Suara.com - Pemerintah mengandalkan dialog terbuka sebagai fondasi dalam merumuskan kebijakan ekonomi kerakyatan. Deputi Koordinasi Pemberdayaan Ekonomi Masyarakat dan Pelindungan Pekerja Migran Kemenko PM, Leontinus Alpha Edison, menyebut pendekatan dialogis akan memastikan setiap kebijakan benar-benar berakar dari kebutuhan nyata masyarakat.

"Pemerintah sebagai penyelenggara negara tidak bisa merumuskan kebijakan dari menara gading. Kami di Kemenko PM percaya bahwa kebijakan yang efektif lahir dari percakapan yang tulus dan terbuka dengan masyarakat," ujar Leontinus seperti dikutip, Rabu (1/10/2025).

Pernyataan itu disampaikan usai kegiatan Berdaya Bersama Kupang yang mempertemukan pemerintah dengan ratusan pelaku ekonomi kreatif, pekerja lepas (gig workers), UMKM, hingga tokoh komunitas lintas agama.

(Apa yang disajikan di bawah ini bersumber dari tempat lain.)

//! The recorder controller — start / stop / cancel over one capture session.
//!
//! [`RecorderController`] owns the [`SharedSession`] and translates UI-level
//! commands into session transitions.  Device access goes through the
//! [`AudioSource`] seam so the controller can be unit-tested without any
//! hardware: the production implementation is
//! [`MicSource`](crate::audio::MicSource).
//!
//! Finalization is asynchronous: [`stop`](RecorderController::stop) moves
//! the packaging work onto `tokio::task::spawn_blocking` and resolves to the
//! [`FinalizedAudio`] artifact.

use std::sync::Arc;

use thiserror::Error;

use super::session::{FinalizedAudio, SessionState, SharedSession};

// ---------------------------------------------------------------------------
// RecorderError
// ---------------------------------------------------------------------------

/// Errors surfaced by the recorder controller.
#[derive(Debug, Clone, Error)]
pub enum RecorderError {
    /// Microphone permission or hardware failure.  Surfaced to the user as a
    /// conversation message, never a crash.
    #[error("audio input unavailable: {0}")]
    DeviceUnavailable(String),

    /// Caller misuse of `start`/`stop`/`cancel` — a programming error.
    /// Logged and ignored by the UI loop rather than shown to the user.
    #[error("{op} is not valid while the session is {state:?}")]
    InvalidState {
        op: &'static str,
        state: SessionState,
    },
}

// ---------------------------------------------------------------------------
// AudioSource trait
// ---------------------------------------------------------------------------

/// Seam between the controller and the capture device.
///
/// Implementations must be `Send + Sync` so they can be held behind an
/// `Arc<dyn AudioSource>` and called from the orchestrator task.
pub trait AudioSource: Send + Sync {
    /// Acquire the input device for a new capture session.
    ///
    /// Returns [`RecorderError::DeviceUnavailable`] when the microphone is
    /// missing or was refused; the controller then stays `Idle`.
    fn acquire(&self) -> Result<(), RecorderError>;

    /// Release the device after stop or cancel.  Default: nothing to do
    /// (the cpal stream stays open; the session gate drops its chunks).
    fn release(&self) {}

    /// Wrap the concatenated raw chunk bytes in the source's container
    /// format.  Default: identity (already-packaged or opaque bytes).
    fn package(&self, raw: Vec<u8>) -> Vec<u8> {
        raw
    }

    /// MIME content type of packaged artifacts.
    fn content_type(&self) -> &'static str {
        "audio/wav"
    }
}

// Compile-time assertion: Box<dyn AudioSource> must be constructible.
const _: fn() = || {
    fn _assert_object_safe(_: Box<dyn AudioSource>) {}
};

// ---------------------------------------------------------------------------
// RecorderController
// ---------------------------------------------------------------------------

/// Manages exactly one capture session at a time.
///
/// ```text
/// Idle ──start()──▶ Capturing ──stop()───▶ Idle   (emits FinalizedAudio)
///                   Capturing ──cancel()─▶ Idle   (emits nothing)
/// ```
///
/// `start()` while `Capturing`, or `stop()`/`cancel()` while `Idle`, fails
/// with [`RecorderError::InvalidState`].
pub struct RecorderController {
    source: Arc<dyn AudioSource>,
    session: SharedSession,
}

impl RecorderController {
    /// Create a controller over `session`, capturing through `source`.
    pub fn new(source: Arc<dyn AudioSource>, session: SharedSession) -> Self {
        Self { source, session }
    }

    /// Handle to the shared session (wired into the audio callback and read
    /// by the UI for the recording indicator).
    pub fn session(&self) -> SharedSession {
        Arc::clone(&self.session)
    }

    /// Current session state.
    pub fn state(&self) -> SessionState {
        self.session.lock().unwrap().state()
    }

    /// Begin a new capture session: `Idle → Capturing`.
    ///
    /// Acquires the device first; on failure the session never leaves
    /// `Idle`.  The chunk sequence is reset to empty.
    pub fn start(&self) -> Result<(), RecorderError> {
        {
            let session = self.session.lock().unwrap();
            let state = session.state();
            if state != SessionState::Idle {
                return Err(RecorderError::InvalidState { op: "start", state });
            }
        }

        // Acquire outside the lock — the device layer may log or probe.
        self.source.acquire()?;

        self.session.lock().unwrap().begin();
        log::debug!("recorder: session started");
        Ok(())
    }

    /// Finalize the current capture: `Capturing → Finalizing → Idle`.
    ///
    /// Concatenates the accumulated chunks in order (empty chunks were never
    /// stored), packages them through the source, and returns the artifact.
    /// Zero captured chunks still produce a valid empty-payload artifact.
    pub async fn stop(&self) -> Result<FinalizedAudio, RecorderError> {
        let chunks = {
            let mut session = self.session.lock().unwrap();
            let state = session.state();
            if state != SessionState::Capturing {
                return Err(RecorderError::InvalidState { op: "stop", state });
            }
            session.take_chunks()
        };

        self.source.release();

        let chunk_count = chunks.len();
        let source = Arc::clone(&self.source);
        let content_type = source.content_type();

        // Packaging (e.g. WAV framing) is CPU-bound; keep it off the
        // async workers.
        let packaged = match tokio::task::spawn_blocking(move || {
            let raw: Vec<u8> = chunks.concat();
            source.package(raw)
        })
        .await
        {
            Ok(packaged) => packaged,
            Err(e) => {
                // The session must not stay stranded in Finalizing.
                self.session.lock().unwrap().discard();
                return Err(RecorderError::DeviceUnavailable(format!(
                    "finalize task failed: {e}"
                )));
            }
        };

        self.session.lock().unwrap().settle();

        log::debug!(
            "recorder: finalized {} chunk(s) into {} byte artifact",
            chunk_count,
            packaged.len()
        );
        Ok(FinalizedAudio::new(packaged, content_type))
    }

    /// Abort the current capture: `Capturing → Idle`, discarding all chunks.
    ///
    /// No artifact is ever produced for a cancelled session.
    pub fn cancel(&self) -> Result<(), RecorderError> {
        {
            let mut session = self.session.lock().unwrap();
            let state = session.state();
            if state != SessionState::Capturing {
                return Err(RecorderError::InvalidState { op: "cancel", state });
            }
            session.discard();
        }

        self.source.release();
        log::debug!("recorder: session cancelled");
        Ok(())
    }
}

// ---------------------------------------------------------------------------
// MockAudioSource  (test-only)
// ---------------------------------------------------------------------------

/// A test double for [`AudioSource`] with identity packaging.
#[cfg(test)]
pub struct MockAudioSource {
    acquire_result: Result<(), RecorderError>,
}

#[cfg(test)]
impl MockAudioSource {
    /// A source whose `acquire` always succeeds.
    pub fn available() -> Self {
        Self {
            acquire_result: Ok(()),
        }
    }

    /// A source whose `acquire` always fails with `DeviceUnavailable`.
    pub fn unavailable(reason: impl Into<String>) -> Self {
        Self {
            acquire_result: Err(RecorderError::DeviceUnavailable(reason.into())),
        }
    }
}

#[cfg(test)]
impl AudioSource for MockAudioSource {
    fn acquire(&self) -> Result<(), RecorderError> {
        self.acquire_result.clone()
    }
}

// ---------------------------------------------------------------------------
// Tests
// ---------------------------------------------------------------------------

#[cfg(test)]
mod tests {
    use super::*;
    use crate::recorder::session::new_shared_session;

    fn make_controller(source: MockAudioSource) -> RecorderController {
        RecorderController::new(Arc::new(source), new_shared_session())
    }

    // ---- start ----

    #[test]
    fn start_transitions_to_capturing() {
        let controller = make_controller(MockAudioSource::available());
        controller.start().unwrap();
        assert_eq!(controller.state(), SessionState::Capturing);
    }

    #[test]
    fn start_while_capturing_is_invalid_state() {
        let controller = make_controller(MockAudioSource::available());
        controller.start().unwrap();

        let err = controller.start().unwrap_err();
        assert!(matches!(
            err,
            RecorderError::InvalidState { op: "start", .. }
        ));
        // Still capturing — the misuse must not corrupt the session.
        assert_eq!(controller.state(), SessionState::Capturing);
    }

    #[test]
    fn device_failure_keeps_session_idle() {
        let controller = make_controller(MockAudioSource::unavailable("no mic"));

        let err = controller.start().unwrap_err();
        assert!(matches!(err, RecorderError::DeviceUnavailable(_)));
        assert_eq!(controller.state(), SessionState::Idle);
    }

    // ---- stop ----

    #[tokio::test]
    async fn stop_concatenates_chunks_in_order() {
        let controller = make_controller(MockAudioSource::available());
        controller.start().unwrap();
        {
            let session = controller.session();
            let mut s = session.lock().unwrap();
            s.push_chunk(b"a");
            s.push_chunk(b"b");
        }

        let audio = controller.stop().await.unwrap();
        assert_eq!(audio.bytes(), b"ab");
        assert_eq!(audio.content_type(), "audio/wav");
        assert_eq!(controller.state(), SessionState::Idle);
    }

    #[tokio::test]
    async fn stop_with_zero_chunks_yields_empty_artifact() {
        let controller = make_controller(MockAudioSource::available());
        controller.start().unwrap();

        let audio = controller.stop().await.unwrap();
        assert!(audio.is_empty());
        assert_eq!(controller.state(), SessionState::Idle);
    }

    #[tokio::test]
    async fn stop_while_idle_is_invalid_state() {
        let controller = make_controller(MockAudioSource::available());
        let err = controller.stop().await.unwrap_err();
        assert!(matches!(
            err,
            RecorderError::InvalidState { op: "stop", .. }
        ));
    }

    // ---- cancel ----

    #[test]
    fn cancel_discards_chunks() {
        let controller = make_controller(MockAudioSource::available());
        controller.start().unwrap();
        {
            let session = controller.session();
            let mut s = session.lock().unwrap();
            s.push_chunk(b"doomed");
        }

        controller.cancel().unwrap();
        assert_eq!(controller.state(), SessionState::Idle);
        assert_eq!(controller.session().lock().unwrap().chunk_count(), 0);
    }

    #[test]
    fn cancel_while_idle_is_invalid_state() {
        let controller = make_controller(MockAudioSource::available());
        let err = controller.cancel().unwrap_err();
        assert!(matches!(
            err,
            RecorderError::InvalidState { op: "cancel", .. }
        ));
    }

    #[tokio::test]
    async fn restart_after_cancel_starts_clean() {
        let controller = make_controller(MockAudioSource::available());
        controller.start().unwrap();
        {
            let session = controller.session();
            session.lock().unwrap().push_chunk(b"old");
        }
        controller.cancel().unwrap();

        controller.start().unwrap();
        let audio = controller.stop().await.unwrap();
        // Nothing from the cancelled session may leak into the new artifact.
        assert!(audio.is_empty());
    }

    // ---- packaging hook ----

    struct FramingSource;

    impl AudioSource for FramingSource {
        fn acquire(&self) -> Result<(), RecorderError> {
            Ok(())
        }
        fn package(&self, raw: Vec<u8>) -> Vec<u8> {
            let mut framed = b"HDR".to_vec();
            framed.extend_from_slice(&raw);
            framed
        }
    }

    struct ExplodingSource;

    impl AudioSource for ExplodingSource {
        fn acquire(&self) -> Result<(), RecorderError> {
            Ok(())
        }
        fn package(&self, _raw: Vec<u8>) -> Vec<u8> {
            panic!("packaging blew up");
        }
    }

    #[tokio::test]
    async fn failed_finalize_returns_session_to_idle() {
        let controller =
            RecorderController::new(Arc::new(ExplodingSource), new_shared_session());
        controller.start().unwrap();
        controller.session().lock().unwrap().push_chunk(b"pcm");

        let err = controller.stop().await.unwrap_err();
        assert!(matches!(err, RecorderError::DeviceUnavailable(_)));
        assert_eq!(controller.state(), SessionState::Idle);
        // A new capture must be possible after the failure.
        controller.start().unwrap();
    }

    #[tokio::test]
    async fn stop_routes_bytes_through_package_hook() {
        let controller =
            RecorderController::new(Arc::new(FramingSource), new_shared_session());
        controller.start().unwrap();
        {
            let session = controller.session();
            session.lock().unwrap().push_chunk(b"pcm");
        }

        let audio = controller.stop().await.unwrap();
        assert_eq!(audio.bytes(), b"HDRpcm");
    }
}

Menurut Leontinus, dialog yang digelar di Kupang memberikan gambaran jelas tentang kebutuhan pekerja kreatif dan UMKM, mulai dari status kerja yang lebih jelas, akses perlindungan sosial seperti BPJS Ketenagakerjaan, hingga kebutuhan standarisasi keterampilan untuk menghadapi persaingan global.

"Setiap kelompok, mulai dari pelaku UMKM di desa, pekerja kreatif di kota, hingga tokoh komunitas, memiliki aspirasi dan tantangan unik. Tugas kami sebagai penyelenggara negara adalah mendengar, memahami, dan menerjemahkannya menjadi program yang relevan dan solutif," jelasnya.

Ia menambahkan, dengan melibatkan masyarakat sejak awal, kebijakan tidak lagi bersifat top-down melainkan kolaboratif.

"Sinergi antara pemerintah pusat, pemerintah daerah, dan komunitas lokal adalah cetak biru untuk pemberdayaan ekonomi yang berkelanjutan," imbuhnya.

Untuk diketahui, NTT sendiri menunjukkan potensi besar di sektor ekonomi kreatif. Data terbaru mencatat nilai tambah ekonomi kreatif tahun 2024 mencapai Rp 934,7 miliar dengan 10.803 pelaku terdaftar. Dari jumlah itu, subsektor kriya/tenun mendominasi 71,9 persen, disusul kuliner 22,1 persen, dan fesyen 2,8 persen.

Sementara jumlah UMKM di NTT hingga Agustus 2025 tercatat 366.473 unit, mayoritas usaha mikro. Hal ini mempertegas pentingnya strategi pemberdayaan berbasis dialog agar pertumbuhan ekonomi di daerah dapat lebih inklusif.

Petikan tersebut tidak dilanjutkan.